Federal Reserves Inches Ever So Slowly Toward A Rate Hike

Given the political firestorm surrounding the confirmation for Federal Reserve Chairman Ben Bernanke, you can be excused from forgetting about the next monetary policy action and statement.

This latest release tempered signs of economic resuscitation with causes for concern. The end result is an expectation for a casual stroll toward a balanced economy:

“Although the pace of economic recovery is likely to be moderate for a time, the Committee anticipates a gradual return to higher levels of resource utilization in a context of price stability.”

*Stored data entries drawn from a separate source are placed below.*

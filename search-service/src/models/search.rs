use serde::{Deserialize, Serialize};

/// Body of `POST /search-news`.
#[derive(Debug, Clone, Deserialize)]
pub struct SearchNewsRequest {
    pub keyword: String,
}

/// One web citation the provider grounded its answer on.
#[derive(Debug, Clone, PartialEq, Eq, Serialize, Deserialize)]
pub struct SearchSource {
    pub uri: String,
    pub title: String,
}

#[derive(Debug, Clone, PartialEq, Eq, Serialize, Deserialize)]
pub struct SearchNewsResponse {
    pub response: String,
    pub source: Vec<SearchSource>,
}

#[cfg(test)]
mod tests {
    use super::*;
    use serde_json::json;

    #[test]
    fn response_serializes_empty_fields_instead_of_null() {
        let body = serde_json::to_value(SearchNewsResponse {
            response: String::new(),
            source: Vec::new(),
        })
        .unwrap();

        assert_eq!(body, json!({ "response": "", "source": [] }));
    }

    #[test]
    fn request_ignores_unknown_fields() {
        let request: SearchNewsRequest =
            serde_json::from_value(json!({ "keyword": "rust", "lang": "en" })).unwrap();
        assert_eq!(request.keyword, "rust");
    }

    #[test]
    fn request_rejects_non_string_keyword() {
        assert!(serde_json::from_value::<SearchNewsRequest>(json!({ "keyword": 42 })).is_err());
    }
}
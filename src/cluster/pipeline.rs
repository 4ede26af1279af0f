// Copyright (c) 2025 - Cowboy AI, Inc.
//! Variable Provisioning Pipeline
//!
//! Three ordered stages run over the aggregated ansible groups:
//!
//! ```text
//! context vars ──> context ──┬──> group vars (per group)
//!                            └──> host vars  (per node)
//! ```
//!
//! Every stage merges provisioner outputs with [`merge_vars`], so later
//! provisioners (and later groups) overwrite earlier keys. Overwrites are
//! logged, never rejected.
//!
//! Provisioner failures are translated here, once, into the matching
//! [`ComposeError`] variant.

use std::collections::BTreeMap;
use tracing::{debug, warn};

use super::groups::AnsibleGroups;
use super::provisioners::{GroupProvisioner, HostProvisioner, ProvisionerRegistry};
use crate::domain::{merge_vars, Node, VarMap};
use crate::errors::{expression_message, ComposeError};

/// Build the shared context from the context vars provisioners
pub fn resolve_context(
    groups: &AnsibleGroups<'_>,
    registry: &ProvisionerRegistry<GroupProvisioner>,
) -> Result<VarMap, ComposeError> {
    let mut context = VarMap::new();

    for (ansible_group, nodes) in groups.iter() {
        for provisioner in registry.get(ansible_group) {
            let vars = provisioner(&context, nodes).map_err(|e| {
                ComposeError::ContextVarExpression {
                    ansible_group: ansible_group.to_string(),
                    message: expression_message(&e),
                }
            })?;
            report_overwrites("context", ansible_group, merge_vars(&mut context, vars));
        }
    }

    debug!(keys = context.len(), "Context vars resolved");
    Ok(context)
}

/// Compute group vars; groups whose vars come out empty are omitted
pub fn resolve_group_vars(
    groups: &AnsibleGroups<'_>,
    registry: &ProvisionerRegistry<GroupProvisioner>,
    context: &VarMap,
) -> Result<BTreeMap<String, VarMap>, ComposeError> {
    let mut group_vars = BTreeMap::new();

    for (ansible_group, nodes) in groups.iter() {
        let mut vars = VarMap::new();
        for provisioner in registry.get(ansible_group) {
            let computed = provisioner(context, nodes).map_err(|e| {
                ComposeError::GroupVarExpression {
                    ansible_group: ansible_group.to_string(),
                    message: expression_message(&e),
                }
            })?;
            report_overwrites("group", ansible_group, merge_vars(&mut vars, computed));
        }

        if vars.is_empty() {
            continue;
        }
        debug!(group = %ansible_group, keys = vars.len(), "Group vars resolved");
        group_vars.insert(ansible_group.to_string(), vars);
    }

    Ok(group_vars)
}

/// Compute host vars keyed by hostname; hosts with no vars are omitted
///
/// For each node, the host vars provisioners of every group it belongs to
/// run in the node's own group order.
pub fn resolve_host_vars(
    nodes: &[Node],
    registry: &ProvisionerRegistry<HostProvisioner>,
    context: &VarMap,
) -> Result<BTreeMap<String, VarMap>, ComposeError> {
    let mut host_vars = BTreeMap::new();

    for node in nodes {
        let mut vars = VarMap::new();
        for ansible_group in &node.ansible_groups {
            for provisioner in registry.get(ansible_group) {
                let computed = provisioner(context, node).map_err(|e| {
                    ComposeError::HostVarExpression {
                        host: node.hostname.clone(),
                        ansible_group: ansible_group.clone(),
                        message: expression_message(&e),
                    }
                })?;
                report_overwrites("host", &node.hostname, merge_vars(&mut vars, computed));
            }
        }

        if vars.is_empty() {
            continue;
        }
        debug!(host = %node.hostname, keys = vars.len(), "Host vars resolved");
        host_vars.insert(node.hostname.clone(), vars);
    }

    Ok(host_vars)
}

fn report_overwrites(stage: &str, scope: &str, overwritten: Vec<String>) {
    if !overwritten.is_empty() {
        warn!(stage, scope, keys = ?overwritten, "Provisioner overwrote existing vars");
    }
}
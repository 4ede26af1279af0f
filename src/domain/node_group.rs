// Copyright (c) 2025 - Cowboy AI, Inc.
//! Node Group - a template for homogeneous nodes
//!
//! A node group describes `instances` nodes whose attributes are computed by
//! [`AttributeGenerator`]s. Groups are registered on a
//! [`Cluster`](crate::Cluster), which installs the default generators, and
//! are expanded into [`Node`]s when the cluster is composed.
//!
//! # Default generators
//!
//! | attribute        | default                                  |
//! |------------------|------------------------------------------|
//! | `box`            | the cluster box                          |
//! | `boxname`        | `{group_name}{node_index + 1}`           |
//! | `hostname`       | `{group_name}{node_index + 1}`           |
//! | `aliases`        | `[]`                                     |
//! | `ip`             | `172.31.{group_index}.{100 + node_index + 1}` |
//! | `cpus`           | `1`                                      |
//! | `memory`         | `256`                                    |
//! | `ansible_groups` | `[]`                                     |
//! | `attributes`     | `{}`                                     |

use tracing::debug;

use super::generator::{Attribute, AttributeGenerator};
use super::node::{dedup_groups, fqdn, Node};
use super::VarMap;
use crate::errors::ComposeError;

/// Default number of CPUs per node
pub const DEFAULT_CPUS: u32 = 1;

/// Default memory per node, in MB
pub const DEFAULT_MEMORY: u32 = 256;

/// Template describing `instances` homogeneous nodes
///
/// Generator fields are public so the configuration closure passed to
/// [`Cluster::nodes`](crate::Cluster::nodes) can override them.
#[derive(Debug)]
pub struct NodeGroup {
    uid: usize,
    name: String,
    instances: usize,

    pub base_box: AttributeGenerator<String>,
    pub boxname: AttributeGenerator<String>,
    pub hostname: AttributeGenerator<String>,
    pub aliases: AttributeGenerator<Vec<String>>,
    pub ip: AttributeGenerator<String>,
    pub cpus: AttributeGenerator<u32>,
    pub memory: AttributeGenerator<u32>,
    pub ansible_groups: AttributeGenerator<Vec<String>>,
    pub attributes: AttributeGenerator<VarMap>,
}

impl NodeGroup {
    /// Create a group with the default generators
    pub fn new(uid: usize, instances: usize, name: impl Into<String>, base_box: impl Into<String>) -> Self {
        Self {
            uid,
            name: name.into(),
            instances,
            base_box: AttributeGenerator::Constant(base_box.into()),
            boxname: default_name_generator(),
            hostname: default_name_generator(),
            aliases: AttributeGenerator::Constant(Vec::new()),
            ip: default_ip_generator(),
            cpus: AttributeGenerator::Constant(DEFAULT_CPUS),
            memory: AttributeGenerator::Constant(DEFAULT_MEMORY),
            ansible_groups: AttributeGenerator::Constant(Vec::new()),
            attributes: AttributeGenerator::Constant(VarMap::new()),
        }
    }

    /// Registration order within the cluster
    pub fn uid(&self) -> usize {
        self.uid
    }

    pub fn name(&self) -> &str {
        &self.name
    }

    pub fn instances(&self) -> usize {
        self.instances
    }

    /// Expand the group into its nodes
    ///
    /// `boxname` and `hostname` are prefixed with `{cluster_name}-`, and each
    /// node's global index is `cluster_offset + node_index`. The first failing
    /// generator aborts the expansion; no partial group is returned.
    pub fn compose(
        &self,
        cluster_name: &str,
        cluster_domain: &str,
        cluster_offset: usize,
    ) -> Result<Vec<Node>, ComposeError> {
        debug!(
            group = %self.name,
            instances = self.instances,
            offset = cluster_offset,
            "Expanding node group"
        );

        (0..self.instances)
            .map(|node_index| self.compose_node(cluster_name, cluster_domain, cluster_offset, node_index))
            .collect()
    }

    fn compose_node(
        &self,
        cluster_name: &str,
        cluster_domain: &str,
        cluster_offset: usize,
        node_index: usize,
    ) -> Result<Node, ComposeError> {
        let resolve_string = |attribute, generator: &AttributeGenerator<String>| {
            generator.resolve(attribute, self.uid, &self.name, node_index)
        };

        let base_box = resolve_string(Attribute::Box, &self.base_box)?;
        let boxname = format!("{cluster_name}-{}", resolve_string(Attribute::Boxname, &self.boxname)?);
        let hostname = format!("{cluster_name}-{}", resolve_string(Attribute::Hostname, &self.hostname)?);
        let aliases = self.aliases.resolve(Attribute::Aliases, self.uid, &self.name, node_index)?;
        let ip = resolve_string(Attribute::Ip, &self.ip)?;
        let cpus = self.cpus.resolve(Attribute::Cpus, self.uid, &self.name, node_index)?;
        let memory = self.memory.resolve(Attribute::Memory, self.uid, &self.name, node_index)?;
        let ansible_groups = self
            .ansible_groups
            .resolve(Attribute::AnsibleGroups, self.uid, &self.name, node_index)?;
        let attributes = self
            .attributes
            .resolve(Attribute::Attributes, self.uid, &self.name, node_index)?;

        Ok(Node {
            base_box,
            fqdn: fqdn(&hostname, cluster_domain),
            boxname,
            hostname,
            aliases,
            ip,
            cpus,
            memory,
            ansible_groups: dedup_groups(ansible_groups),
            attributes,
            index: cluster_offset + node_index,
            group_index: node_index,
        })
    }
}

/// `{group_name}{node_index + 1}`
pub fn default_name_generator() -> AttributeGenerator<String> {
    AttributeGenerator::computed(|_group_index, group_name: &str, node_index| {
        Ok(format!("{group_name}{}", node_index + 1))
    })
}

/// `172.31.{group_index}.{100 + node_index + 1}`
pub fn default_ip_generator() -> AttributeGenerator<String> {
    AttributeGenerator::computed(|group_index, _group_name: &str, node_index| {
        Ok(format!("172.31.{group_index}.{}", 100 + node_index + 1))
    })
}
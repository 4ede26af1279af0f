// Copyright (c) 2025 - Cowboy AI, Inc.
//! Error types for cluster composition
//!
//! Failures are split by the phase in which they occur so callers can tell
//! a broken cluster definition apart from a generator or provisioner that
//! failed mid-pipeline:
//!
//! - [`ConfigurationError`] - raised while the cluster is being set up
//! - [`ComposeError`] - raised by user expressions while `compose` runs
//! - [`VarsWriteError`] - raised while persisting variable files
//!
//! Every error is translated once, at the call site of the user-supplied
//! closure, and then propagated unchanged.

use std::path::PathBuf;
use thiserror::Error;

/// Errors raised while a cluster is being configured
#[derive(Debug, Error, Clone, PartialEq, Eq)]
pub enum ConfigurationError {
    /// The cluster configuration block failed
    #[error("Error initializing cluster '{cluster_name}': {message}")]
    ClusterInitialize {
        cluster_name: String,
        message: String,
    },

    /// A node group with the same name is already registered
    #[error("Nodes {group_name} already exists in cluster '{cluster_name}'")]
    DuplicateNodeGroup {
        cluster_name: String,
        group_name: String,
    },

    /// A `/pattern/` multimachine filter is not a valid regular expression
    #[error("Invalid multimachine filter pattern '{pattern}': {message}")]
    InvalidFilterPattern { pattern: String, message: String },
}

/// Errors raised by user expressions while composing a cluster
#[derive(Debug, Error, Clone, PartialEq, Eq)]
pub enum ComposeError {
    /// An attribute generator failed for a node
    #[error(
        "Error computing attribute '{attribute}' for node {node_index} of group '{group_name}': {message}"
    )]
    AttributeExpression {
        attribute: String,
        node_index: usize,
        group_name: String,
        message: String,
    },

    /// A context vars provisioner failed
    #[error("Error computing context vars for ansible group '{ansible_group}': {message}")]
    ContextVarExpression {
        ansible_group: String,
        message: String,
    },

    /// A group vars provisioner failed
    #[error("Error computing group vars for ansible group '{ansible_group}': {message}")]
    GroupVarExpression {
        ansible_group: String,
        message: String,
    },

    /// A host vars provisioner failed
    #[error(
        "Error computing host vars for host '{host}' in ansible group '{ansible_group}': {message}"
    )]
    HostVarExpression {
        host: String,
        ansible_group: String,
        message: String,
    },
}

/// Errors raised while writing `group_vars` / `host_vars` files
#[derive(Debug, Error)]
pub enum VarsWriteError {
    /// Filesystem operation failed
    #[error("I/O error on {}: {source}", .path.display())]
    Io {
        path: PathBuf,
        #[source]
        source: std::io::Error,
    },

    /// Variables could not be rendered as YAML
    #[error("Serialization error for {}: {message}", .path.display())]
    Serialization { path: PathBuf, message: String },
}

impl VarsWriteError {
    pub(crate) fn io(path: impl Into<PathBuf>, source: std::io::Error) -> Self {
        Self::Io {
            path: path.into(),
            source,
        }
    }
}

/// Any error produced by this crate
#[derive(Debug, Error)]
pub enum Error {
    #[error(transparent)]
    Configuration(#[from] ConfigurationError),

    #[error(transparent)]
    Compose(#[from] ComposeError),

    #[error(transparent)]
    VarsWrite(#[from] VarsWriteError),
}

impl Error {
    /// True when the failure happened before `compose` started
    pub fn is_configuration(&self) -> bool {
        matches!(self, Error::Configuration(_))
    }
}

/// Result type for cluster composition operations
pub type Result<T> = std::result::Result<T, Error>;

/// Render a user closure's error including its context chain
pub(crate) fn expression_message(err: &anyhow::Error) -> String {
    format!("{err:#}")
}
// Copyright (c) 2025 - Cowboy AI, Inc.
//! Pure planning of variable files
//!
//! Turns a [`Composition`] into the list of filesystem effects needed to
//! materialize it, without touching the filesystem:
//!
//! ```text
//! Composition ──plan_var_files()──> [CleanDirectory, WriteVars, ...]
//!                                            │
//!                                            ▼
//!                                  VarFileExecutor::execute()
//! ```

use serde::{Deserialize, Serialize};
use std::path::PathBuf;

use crate::composition::Composition;
use crate::config::ComposeConfig;
use crate::domain::VarMap;

/// Extension of generated variable files
pub const VARS_FILE_EXTENSION: &str = "yml";

/// A filesystem effect produced by planning
#[derive(Debug, Clone, PartialEq, Serialize, Deserialize)]
pub enum VarFileEffect {
    /// Create the directory if missing and remove stale `*.yml` files
    CleanDirectory { path: PathBuf },

    /// Write `vars` as a YAML document
    WriteVars { path: PathBuf, vars: VarMap },
}

impl VarFileEffect {
    pub fn path(&self) -> &PathBuf {
        match self {
            VarFileEffect::CleanDirectory { path } | VarFileEffect::WriteVars { path, .. } => path,
        }
    }
}

/// Ordered effects for one composition
#[derive(Debug, Clone, Default, PartialEq, Serialize, Deserialize)]
pub struct VarFilePlan {
    pub effects: Vec<VarFileEffect>,
}

impl VarFilePlan {
    /// Paths of the files that will be written
    pub fn files(&self) -> impl Iterator<Item = &PathBuf> {
        self.effects.iter().filter_map(|effect| match effect {
            VarFileEffect::WriteVars { path, .. } => Some(path),
            VarFileEffect::CleanDirectory { .. } => None,
        })
    }
}

/// Plan the `group_vars/` and `host_vars/` files of a composition
///
/// Each directory is cleaned before its files are written. Only groups and
/// hosts with variables get a file.
pub fn plan_var_files(composition: &Composition, config: &ComposeConfig) -> VarFilePlan {
    let mut effects = Vec::new();

    let group_vars_path = config.group_vars_path();
    effects.push(VarFileEffect::CleanDirectory {
        path: group_vars_path.clone(),
    });
    for (group, vars) in &composition.group_vars {
        effects.push(VarFileEffect::WriteVars {
            path: group_vars_path.join(vars_file_name(group)),
            vars: vars.clone(),
        });
    }

    let host_vars_path = config.host_vars_path();
    effects.push(VarFileEffect::CleanDirectory {
        path: host_vars_path.clone(),
    });
    for (host, vars) in &composition.host_vars {
        effects.push(VarFileEffect::WriteVars {
            path: host_vars_path.join(vars_file_name(host)),
            vars: vars.clone(),
        });
    }

    VarFilePlan { effects }
}

/// File name for a group or host
///
/// `:` and path separators become `_`, as do leading dots, so the result is
/// always a single visible path component.
pub fn vars_file_name(name: &str) -> String {
    let stem: String = name
        .chars()
        .map(|c| match c {
            ':' | '/' | '\\' => '_',
            other => other,
        })
        .collect();
    let visible = stem.trim_start_matches('.');
    let hidden = stem.len() - visible.len();
    format!("{}{visible}.{VARS_FILE_EXTENSION}", "_".repeat(hidden))
}
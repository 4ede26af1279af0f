// Copyright (c) 2025 - Cowboy AI, Inc.
//! Ansible group aggregation
//!
//! Folds the flat node list into named groups using each node's declared
//! `ansible_groups`. A node can sit in several groups, and groups can mix
//! nodes coming from different node groups.

use crate::domain::Node;

/// Nodes aggregated by ansible group
///
/// Groups are kept in first-appearance order; inside a group, nodes follow
/// the global materialization order.
#[derive(Debug, Clone, Default)]
pub struct AnsibleGroups<'a> {
    groups: Vec<(String, Vec<&'a Node>)>,
}

impl<'a> AnsibleGroups<'a> {
    pub fn aggregate(nodes: &'a [Node]) -> Self {
        let mut aggregated = Self::default();
        for node in nodes {
            for group in &node.ansible_groups {
                aggregated.push(group, node);
            }
        }
        aggregated
    }

    fn push(&mut self, group: &str, node: &'a Node) {
        match self.groups.iter_mut().find(|(name, _)| name == group) {
            Some((_, members)) => members.push(node),
            None => self.groups.push((group.to_string(), vec![node])),
        }
    }

    pub fn get(&self, group: &str) -> Option<&[&'a Node]> {
        self.groups
            .iter()
            .find(|(name, _)| name == group)
            .map(|(_, members)| members.as_slice())
    }

    pub fn names(&self) -> impl Iterator<Item = &str> {
        self.groups.iter().map(|(name, _)| name.as_str())
    }

    pub fn iter(&self) -> impl Iterator<Item = (&str, &[&'a Node])> {
        self.groups
            .iter()
            .map(|(name, members)| (name.as_str(), members.as_slice()))
    }

    pub fn len(&self) -> usize {
        self.groups.len()
    }

    pub fn is_empty(&self) -> bool {
        self.groups.is_empty()
    }
}

#[cfg(test)]
mod tests {
    use super::*;
    use crate::domain::NodeGroup;

    fn nodes() -> Vec<Node> {
        let mut web = NodeGroup::new(0, 2, "web", "box");
        web.ansible_groups = vec!["web".to_string(), "frontend".to_string()].into();
        let mut lb = NodeGroup::new(1, 1, "lb", "box");
        lb.ansible_groups = vec!["frontend".to_string()].into();

        let mut all = web.compose("c", "", 0).unwrap();
        all.extend(lb.compose("c", "", all.len()).unwrap());
        all
    }

    #[test]
    fn test_aggregate_preserves_order() {
        let nodes = nodes();
        let groups = AnsibleGroups::aggregate(&nodes);

        assert_eq!(groups.names().collect::<Vec<_>>(), vec!["web", "frontend"]);

        let frontend: Vec<_> = groups
            .get("frontend")
            .unwrap()
            .iter()
            .map(|n| n.hostname.as_str())
            .collect();
        assert_eq!(frontend, vec!["c-web1", "c-web2", "c-lb1"]);
        assert!(groups.get("db").is_none());
    }

    #[test]
    fn test_nodes_without_groups_are_not_aggregated() {
        let nodes = NodeGroup::new(0, 3, "bare", "box").compose("c", "", 0).unwrap();
        assert!(AnsibleGroups::aggregate(&nodes).is_empty());
    }
}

The Federal Reserve also reminded us that the first of many emergency measures will shut down next week. The last measure will shut down on June 30th (the Term Asset-Backed Securities Loan Facility). These activities will finally set the stage for a rate hike at some point in the future…assuming of course the economy does not experience a relapse. The Federal Reserve also assured markets that rates will remain low for an “extended period.” Now that we know “extended period” means no sooner than six months, we should expect no rate hikes until after the end of all emergency financial measures.

This statement did contain one surprise. One of the voting members objected to the latest policy action:

“Voting against the policy action was Thomas M. Hoenig, who believed that economic and financial conditions had changed sufficiently that the expectation of exceptionally low levels of the federal funds rate for an extended period was no longer warranted.”

We have witnessed members of the Federal Reserve wonder aloud about the proper time to begin raising rates. However, this is the first time that a member has voted outright against the current fund rate policy. Consider this one more inch toward a rate hike.